Task instructions
Every line below that holds the string "head" must be copied.

(Stored items)

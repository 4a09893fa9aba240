//! Core data models used throughout secure-rag.
//!
//! These types represent the passages, clearances, and retrieval outcomes
//! that flow through the retrieval-and-generation pipeline. Passages are
//! created by the search capability for a single request and are only ever
//! filtered or reordered afterwards, never mutated in place.

use std::collections::HashSet;
use std::fmt;

use serde::{Deserialize, Serialize};
use serde_json::{Map, Value};
use sha2::{Digest, Sha256};

/// Number of leading characters hashed when a passage carries no `chunk_id`.
const FINGERPRINT_CHARS: usize = 256;

/// Ordinal security classification shared by passages, clearances, and cache entries.
///
/// Ordering follows the ordinal: `General < Restricted < Confidential < HighlyConfidential`.
#[derive(Debug, Clone, Copy, PartialEq, Eq, PartialOrd, Ord, Hash, Serialize, Deserialize)]
#[serde(rename_all = "SCREAMING_SNAKE_CASE")]
pub enum SecurityLevel {
    General = 1,
    Restricted = 2,
    Confidential = 3,
    HighlyConfidential = 4,
}

impl SecurityLevel {
    /// The ordinal value, `1..=4`.
    pub fn ordinal(self) -> u8 {
        self as u8
    }

    /// Convert an ordinal into a level. Returns `None` outside `1..=4`.
    pub fn from_ordinal(n: i64) -> Option<Self> {
        match n {
            1 => Some(Self::General),
            2 => Some(Self::Restricted),
            3 => Some(Self::Confidential),
            4 => Some(Self::HighlyConfidential),
            _ => None,
        }
    }

    /// Parse a level from its name or ordinal.
    ///
    /// Accepts `"GENERAL"`, `"restricted"`, `"highly confidential"`,
    /// `"HIGHLY_CONFIDENTIAL"`, `"Highly-Confidential"`, and `"1"`..`"4"`.
    pub fn parse(raw: &str) -> Option<Self> {
        let norm: String = raw
            .trim()
            .chars()
            .map(|c| match c {
                ' ' | '-' => '_',
                other => other.to_ascii_uppercase(),
            })
            .collect();
        match norm.as_str() {
            "GENERAL" => Some(Self::General),
            "RESTRICTED" => Some(Self::Restricted),
            "CONFIDENTIAL" => Some(Self::Confidential),
            "HIGHLY_CONFIDENTIAL" => Some(Self::HighlyConfidential),
            other => other.parse::<i64>().ok().and_then(Self::from_ordinal),
        }
    }

    /// Canonical upper-case name.
    pub fn as_str(self) -> &'static str {
        match self {
            Self::General => "GENERAL",
            Self::Restricted => "RESTRICTED",
            Self::Confidential => "CONFIDENTIAL",
            Self::HighlyConfidential => "HIGHLY_CONFIDENTIAL",
        }
    }
}

impl fmt::Display for SecurityLevel {
    fn fmt(&self, f: &mut fmt::Formatter<'_>) -> fmt::Result {
        f.write_str(self.as_str())
    }
}

/// Security classification as resolved from passage metadata.
///
/// Only [`SecurityTag::Level`] can ever be allowed through the classifier.
#[derive(Debug, Clone, PartialEq, Eq, Serialize, Deserialize)]
pub enum SecurityTag {
    Level(SecurityLevel),
    /// No `security_level` key was present.
    Unclassified,
    /// A `security_level` value was present but not recognized.
    Unrecognized(String),
}

impl SecurityTag {
    pub fn level(&self) -> Option<SecurityLevel> {
        match self {
            SecurityTag::Level(level) => Some(*level),
            _ => None,
        }
    }

    fn from_value(value: Option<&Value>) -> Self {
        match value {
            None | Some(Value::Null) => SecurityTag::Unclassified,
            Some(Value::Number(n)) => n
                .as_i64()
                .and_then(SecurityLevel::from_ordinal)
                .map(SecurityTag::Level)
                .unwrap_or_else(|| SecurityTag::Unrecognized(n.to_string())),
            Some(Value::String(s)) => SecurityLevel::parse(s)
                .map(SecurityTag::Level)
                .unwrap_or_else(|| SecurityTag::Unrecognized(s.clone())),
            Some(other) => SecurityTag::Unrecognized(other.to_string()),
        }
    }

    fn to_value(&self) -> Value {
        match self {
            SecurityTag::Level(level) => Value::from(level.ordinal()),
            SecurityTag::Unclassified => Value::Null,
            SecurityTag::Unrecognized(raw) => Value::String(raw.clone()),
        }
    }
}

/// Typed passage metadata.
///
/// Built from the loosely-typed metadata map a search backend returns via
/// [`PassageMetadata::from_map`]. Keys without a typed field are kept in
/// [`extra`](PassageMetadata::extra).
#[derive(Debug, Clone, PartialEq)]
pub struct PassageMetadata {
    pub chunk_id: Option<String>,
    pub security: SecurityTag,
    pub is_department_only: bool,
    pub department_id: Option<i64>,
    pub department_name: Option<String>,
    pub title: Option<String>,
    pub source: Option<String>,
    pub document_id: Option<String>,
    pub path: Option<String>,
    pub chunk_index: Option<i64>,
    pub score: Option<f64>,
    pub extra: Map<String, Value>,
}

impl Default for PassageMetadata {
    fn default() -> Self {
        Self {
            chunk_id: None,
            security: SecurityTag::Unclassified,
            is_department_only: false,
            department_id: None,
            department_name: None,
            title: None,
            source: None,
            document_id: None,
            path: None,
            chunk_index: None,
            score: None,
            extra: Map::new(),
        }
    }
}

fn take_string(map: &mut Map<String, Value>, key: &str) -> Option<String> {
    match map.remove(key)? {
        Value::String(s) if !s.trim().is_empty() => Some(s),
        Value::Number(n) => Some(n.to_string()),
        _ => None,
    }
}

fn take_int(map: &mut Map<String, Value>, key: &str) -> Option<i64> {
    match map.remove(key)? {
        Value::Number(n) => n.as_i64(),
        Value::String(s) => s.trim().parse().ok(),
        _ => None,
    }
}

fn take_bool(map: &mut Map<String, Value>, key: &str) -> bool {
    match map.remove(key) {
        Some(Value::Bool(b)) => b,
        Some(Value::Number(n)) => n.as_i64().unwrap_or(0) != 0,
        Some(Value::String(s)) => matches!(s.trim().to_ascii_lowercase().as_str(), "true" | "1" | "yes"),
        _ => false,
    }
}

impl PassageMetadata {
    /// Parse a metadata map into typed fields.
    pub fn from_map(mut map: Map<String, Value>) -> Self {
        let security = SecurityTag::from_value(map.get("security_level"));
        map.remove("security_level");
        let score = match map.remove("score") {
            Some(Value::Number(n)) => n.as_f64(),
            _ => None,
        };
        Self {
            chunk_id: take_string(&mut map, "chunk_id"),
            security,
            is_department_only: take_bool(&mut map, "is_department_only"),
            department_id: take_int(&mut map, "department_id"),
            department_name: take_string(&mut map, "department_name"),
            title: take_string(&mut map, "title"),
            source: take_string(&mut map, "source"),
            document_id: take_string(&mut map, "document_id"),
            path: take_string(&mut map, "path"),
            chunk_index: take_int(&mut map, "chunk_index"),
            score,
            extra: map,
        }
    }

    /// Convert back into a flat metadata map.
    pub fn to_map(&self) -> Map<String, Value> {
        let mut map = self.extra.clone();
        map.insert("security_level".into(), self.security.to_value());
        map.insert("is_department_only".into(), Value::Bool(self.is_department_only));
        let optional: [(&str, Option<Value>); 9] = [
            ("chunk_id", self.chunk_id.clone().map(Value::from)),
            ("department_id", self.department_id.map(Value::from)),
            ("department_name", self.department_name.clone().map(Value::from)),
            ("title", self.title.clone().map(Value::from)),
            ("source", self.source.clone().map(Value::from)),
            ("document_id", self.document_id.clone().map(Value::from)),
            ("path", self.path.clone().map(Value::from)),
            ("chunk_index", self.chunk_index.map(Value::from)),
            ("score", self.score.map(Value::from)),
        ];
        for (key, value) in optional {
            if let Some(v) = value {
                map.insert(key.to_string(), v);
            }
        }
        map
    }

    /// Human-readable name of the owning department, if any.
    pub fn department_label(&self) -> Option<String> {
        self.department_name
            .clone()
            .or_else(|| self.department_id.map(|id| format!("department {}", id)))
    }
}

/// A retrieved unit of context.
#[derive(Debug, Clone, PartialEq, Serialize, Deserialize)]
#[serde(from = "RawPassage", into = "RawPassage")]
pub struct Passage {
    pub content: String,
    pub metadata: PassageMetadata,
}

/// Wire shape of a passage: content plus a flat metadata map.
#[derive(Debug, Clone, Serialize, Deserialize)]
pub struct RawPassage {
    #[serde(alias = "page_content")]
    pub content: String,
    #[serde(default)]
    pub metadata: Map<String, Value>,
}

impl From<RawPassage> for Passage {
    fn from(raw: RawPassage) -> Self {
        Passage::new(raw.content, raw.metadata)
    }
}

impl From<Passage> for RawPassage {
    fn from(p: Passage) -> Self {
        RawPassage {
            metadata: p.metadata.to_map(),
            content: p.content,
        }
    }
}

impl Passage {
    pub fn new(content: impl Into<String>, metadata: Map<String, Value>) -> Self {
        Self {
            content: content.into(),
            metadata: PassageMetadata::from_map(metadata),
        }
    }

    /// Resolved security level, `None` when unclassified or unrecognized.
    pub fn security_level(&self) -> Option<SecurityLevel> {
        self.metadata.security.level()
    }

    /// Identity used for deduplication.
    ///
    /// The `chunk_id` when present, otherwise a SHA-256 fingerprint of the
    /// first characters of the content.
    pub fn dedup_key(&self) -> String {
        match &self.metadata.chunk_id {
            Some(id) => id.clone(),
            None => {
                let head: String = self.content.chars().take(FINGERPRINT_CHARS).collect();
                format!("content:{:x}", Sha256::digest(head.as_bytes()))
            }
        }
    }
}

/// Highest resolved security level among the passages.
pub fn max_security_level(passages: &[Passage]) -> Option<SecurityLevel> {
    passages.iter().filter_map(Passage::security_level).max()
}

/// A requester's access rights, supplied once per request.
#[derive(Debug, Clone, Copy, PartialEq, Eq, Serialize, Deserialize)]
pub struct Clearance {
    pub org_level: SecurityLevel,
    pub department_id: Option<i64>,
    pub department_level: Option<SecurityLevel>,
}

impl Clearance {
    /// Organization-wide clearance without department membership.
    pub fn new(org_level: SecurityLevel) -> Self {
        Self {
            org_level,
            department_id: None,
            department_level: None,
        }
    }

    pub fn with_department(mut self, department_id: i64, level: SecurityLevel) -> Self {
        self.department_id = Some(department_id);
        self.department_level = Some(level);
        self
    }
}

/// How a question was turned into search queries.
#[derive(Debug, Clone, Copy, PartialEq, Eq, Serialize, Deserialize)]
#[serde(rename_all = "snake_case")]
pub enum PlanStrategy {
    /// Deterministic normalization only.
    Preprocessed,
    /// The decomposer split the question into several sub-queries.
    Decomposed,
    /// The decomposer rewrote the question into a single query.
    LlmOptimized,
}

/// Output of the query planner. `primary` is always `all[0]`.
#[derive(Debug, Clone, PartialEq, Serialize, Deserialize)]
pub struct QueryPlan {
    pub primary: String,
    pub all: Vec<String>,
    pub strategy: PlanStrategy,
}

impl QueryPlan {
    /// Build a plan from a non-empty list of queries.
    ///
    /// Returns `None` if `queries` is empty.
    pub fn new(queries: Vec<String>, strategy: PlanStrategy) -> Option<Self> {
        let primary = queries.first()?.clone();
        Some(Self {
            primary,
            all: queries,
            strategy,
        })
    }
}

/// Classification of decomposed sub-queries.
///
/// Every sub-query belongs to exactly one list. Lists keep sub-query order.
#[derive(Debug, Clone, Default, PartialEq, Eq, Serialize, Deserialize)]
pub struct PartialContext {
    pub satisfied: Vec<String>,
    pub clearance_blocked: Vec<String>,
    pub unsatisfied: Vec<String>,
}

/// Which kind of gap a [`PartialContext`] describes.
#[derive(Debug, Clone, Copy, PartialEq, Eq)]
pub enum PartialKind {
    Complete,
    ClearanceBlocked,
    Unsatisfied,
    Mixed,
}

impl PartialContext {
    pub fn is_complete(&self) -> bool {
        self.clearance_blocked.is_empty() && self.unsatisfied.is_empty()
    }

    pub fn kind(&self) -> PartialKind {
        match (self.clearance_blocked.is_empty(), self.unsatisfied.is_empty()) {
            (true, true) => PartialKind::Complete,
            (false, true) => PartialKind::ClearanceBlocked,
            (true, false) => PartialKind::Unsatisfied,
            (false, false) => PartialKind::Mixed,
        }
    }

    /// All classified sub-queries.
    pub fn all_queries(&self) -> HashSet<&str> {
        self.satisfied
            .iter()
            .chain(&self.clearance_blocked)
            .chain(&self.unsatisfied)
            .map(String::as_str)
            .collect()
    }
}

/// Why a retrieval produced no usable passages.
#[derive(Debug, Clone, Copy, PartialEq, Eq, Serialize, Deserialize)]
#[serde(rename_all = "snake_case")]
pub enum RetrievalFailure {
    NoDocuments,
    InsufficientClearance,
    NoClearance,
    RetrievalError,
}

impl fmt::Display for RetrievalFailure {
    fn fmt(&self, f: &mut fmt::Formatter<'_>) -> fmt::Result {
        f.write_str(match self {
            Self::NoDocuments => "no_documents",
            Self::InsufficientClearance => "insufficient_clearance",
            Self::NoClearance => "no_clearance",
            Self::RetrievalError => "retrieval_error",
        })
    }
}

/// Outcome of one coordinated retrieval.
#[derive(Debug, Clone, PartialEq)]
pub struct RetrievalResult {
    pub success: bool,
    pub passages: Vec<Passage>,
    pub max_security_level: Option<SecurityLevel>,
    pub error: Option<RetrievalFailure>,
    /// Department names that caused denials, sorted.
    pub blocked_departments: Vec<String>,
    pub partial_context: Option<PartialContext>,
}

impl RetrievalResult {
    pub fn found(passages: Vec<Passage>, partial_context: Option<PartialContext>) -> Self {
        Self {
            success: true,
            max_security_level: max_security_level(&passages),
            passages,
            error: None,
            blocked_departments: Vec::new(),
            partial_context,
        }
    }

    pub fn failed(error: RetrievalFailure) -> Self {
        Self {
            success: false,
            passages: Vec::new(),
            max_security_level: None,
            error: Some(error),
            blocked_departments: Vec::new(),
            partial_context: None,
        }
    }

    pub fn with_blocked_departments(mut self, departments: Vec<String>) -> Self {
        self.blocked_departments = departments;
        self
    }

    pub fn with_partial_context(mut self, partial: PartialContext) -> Self {
        self.partial_context = Some(partial);
        self
    }
}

Output of the exercise
                let head: String = self.content.chars().take(FINGERPRINT_CHARS).collect();
                format!("content:{:x}", Sha256::digest(head.as_bytes()))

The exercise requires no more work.